As of June 30, 2009, we had no financing transactions, arrangements or other relationships with any unconsolidated entities or related parties. Additionally, we had no financing arrangements involving synthetic leases or trading activities involving commodity contracts.
Recent Accounting Pronouncements
See Recent Accounting Pronouncements in Part 1, Item 1 of this report for a summary of new accounting standards.
Item 3. Quantitative and Qualitative Disclosures About Market Risk
The following discussion of market risks contains forward-looking statements. Actual results may differ materially from the following discussion based on general conditions in the financial and commodity markets.
We are exposed to market risk from interest rate changes on funded debt. This exposure relates to the component of the interest rate on our $300 million Facility that is indexed to three-month LIBOR. At June 30, 2009, we had $200 million in debt outstanding under the Facility. Since the majority of our funded debt is hedged, a hypothetical 1% interest rate increase would only impact income from operations by $0.5 million. By using derivative instruments to hedge exposure to changes in interest rates, we are exposed to the potential failure of our counterparties to perform under the terms of the agreements. We minimize this credit risk by contracting only with high-quality counterparties. See Notes 4 and 5 of Notes to Consolidated Financial Statements in Part I, Item 1 of this report for further discussion of our long-term debt and derivative financial instruments, respectively.
We are also subject to market risk related to our investments in variable life insurance contracts used to support our Executive Savings Plan, to the extent these investments are not equivalent to the related liability. In addition, because changes in these investments are not taxable, the full impact of gains or losses affects net income. Based on balances at June 30, 2009, a hypothetical 10% decline in the market value of our deferred compensation assets and related liabilities would decrease income from operations and net income by $0.1 million and $0.6 million, respectively.
We purchase food and other commodities for use in our operations, based on market prices established with our suppliers. Many of the commodities purchased by us can be subject to volatility due to market supply and demand factors outside of our control. To manage this risk in part, we attempt to enter into fixed price purchase commitments, with terms typically up to one year, for many of our commodity requirements. However, we are currently unable to contract for some of our commodities such as fish and dairy items (except for cream cheese used in our bakery operations) for periods longer than 30 days.

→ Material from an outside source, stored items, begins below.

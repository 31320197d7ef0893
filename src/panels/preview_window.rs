use std::collections::HashMap;

use eframe::egui::{self, Color32};

use crate::DesignerApp;
use crate::projector::{SceneInput, build_scene, project_design};

pub const PREVIEW_HINT: &str = "Drag to rotate, scroll to zoom, double click to reset";

pub fn preview_window(app: &mut DesignerApp, ctx: &egui::Context) {
    let mut open = app.show_preview;
    egui::Window::new("3D Preview")
        .open(&mut open)
        .default_pos(egui::pos2(24.0, 80.0))
        .resizable(false)
        .show(ctx, |ui| {
            let (rect, response) =
                ui.allocate_exact_size(egui::vec2(320.0, 360.0), egui::Sense::click_and_drag());

            let camera = &mut app.camera;
            if response.drag_started() {
                camera.set_dragging(true);
            }
            if response.dragged() {
                camera.orbit(response.drag_delta(), rect.height());
            }
            if response.drag_stopped() {
                camera.set_dragging(false);
            }
            if response.double_clicked() {
                camera.reset();
            }
            if response.hovered() {
                let scroll = ui.input(|i| i.smooth_scroll_delta.y);
                if scroll != 0.0 {
                    camera.zoom(scroll);
                }
            }
            if camera.update(ui.input(|i| i.stable_dt)) {
                ctx.request_repaint();
            }

            let design = app.context.design();
            let decals = project_design(design);
            let textures: HashMap<_, _> = decals
                .iter()
                .filter_map(|decal| {
                    app.renderer
                        .decal_texture(ctx, design, decal.element_id)
                        .map(|texture| (decal.element_id, texture))
                })
                .collect();

            let input = SceneInput {
                camera: &app.camera,
                viewport: rect,
                garment: &app.garment_proxy,
                garment_color: app.context.garment().resolved().color32(),
                decals: &decals,
            };
            let painter = ui.painter_at(rect);
            painter.rect_filled(rect, 4.0, Color32::from_gray(235));
            painter.extend(build_scene(&input, |id| textures.get(&id).copied()));

            ui.weak(PREVIEW_HINT);
        });
    app.show_preview = open;
}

Dairy costs can also fluctuate due to government regulation. Substantially all of our food and supplies are available from several sources, which helps to diversify our overall commodity cost risk. In addition, we have the ability to increase certain menu prices, or vary certain menu items offered, in response to food commodity price increases. Some of our commodity purchase arrangements may contain contractual features that limit the price paid by establishing certain price floors or caps. We do not use financial instruments to hedge commodity prices, since our purchase arrangements with suppliers, to the extent that we can enter into such arrangements, help control the ultimate cost that we pay.

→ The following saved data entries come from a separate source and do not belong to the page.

use egui::{Color32, Rect};
use image::{Rgba, RgbaImage};

/// Source-over blend of `color` at `coverage` onto one unpremultiplied pixel
pub fn blend_pixel(image: &mut RgbaImage, x: i32, y: i32, color: Color32, coverage: f32) {
    if x < 0 || y < 0 || x as u32 >= image.width() || y as u32 >= image.height() {
        return;
    }
    let [r, g, b, a] = color.to_srgba_unmultiplied();
    let src_a = (a as f32 / 255.0) * coverage.clamp(0.0, 1.0);
    if src_a <= 0.0 {
        return;
    }

    let dst = image.get_pixel_mut(x as u32, y as u32);
    let dst_a = dst[3] as f32 / 255.0;
    let out_a = src_a + dst_a * (1.0 - src_a);
    if out_a <= 0.0 {
        *dst = Rgba([0, 0, 0, 0]);
        return;
    }

    let mix = |src: u8, dst: u8| -> u8 {
        let value = (src as f32 * src_a + dst as f32 * dst_a * (1.0 - src_a)) / out_a;
        value.round().clamp(0.0, 255.0) as u8
    };
    *dst = Rgba([
        mix(r, dst[0]),
        mix(g, dst[1]),
        mix(b, dst[2]),
        (out_a * 255.0).round() as u8,
    ]);
}

/// Blend a solid rectangle, clipped to the image
pub fn fill_rect(image: &mut RgbaImage, rect: Rect, color: Color32) {
    let clipped = rect.intersect(image_rect(image));
    if !clipped.is_positive() {
        return;
    }
    let (x0, y0) = (clipped.min.x.floor() as i32, clipped.min.y.floor() as i32);
    let (x1, y1) = (clipped.max.x.ceil() as i32, clipped.max.y.ceil() as i32);
    for y in y0..y1 {
        for x in x0..x1 {
            blend_pixel(image, x, y, color, 1.0);
        }
    }
}

pub fn image_rect(image: &RgbaImage) -> Rect {
    Rect::from_min_max(
        egui::Pos2::ZERO,
        egui::pos2(image.width() as f32, image.height() as f32),
    )
}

Evaluation of Disclosure Controls and Procedures
We have established and maintain disclosure controls and procedures that are designed to ensure that material information relating to the Company and our subsidiaries required to be disclosed by us in the reports that we file or submit under the Securities Exchange Act of 1934 is recorded, processed, summarized, and reported within the time periods specified in the Securities and Exchange Commissions rules and forms, and that such information is accumulated and communicated to our management, including our Chief Executive Officer and Chief Financial Officer, as appropriate to allow timely decisions regarding required disclosure. In designing and evaluating the disclosure controls and procedures, management recognized that any controls and procedures, no matter how well designed and operated, can provide only a reasonable assurance of achieving the desired control objectives, and management was necessarily required to apply its judgment in evaluating the cost-benefit relationship of possible controls and procedures. We carried out an evaluation under the supervision and with the participation of management, including our Chief Executive Officer and Chief Financial Officer, of the effectiveness of the design and operation of our disclosure controls and procedures as of the end of the period covered by this report. Based on that evaluation, the Chief Executive Officer and Chief Financial Officer concluded that our disclosure controls and procedures were effective at the reasonable assurance level as of June 30, 2009.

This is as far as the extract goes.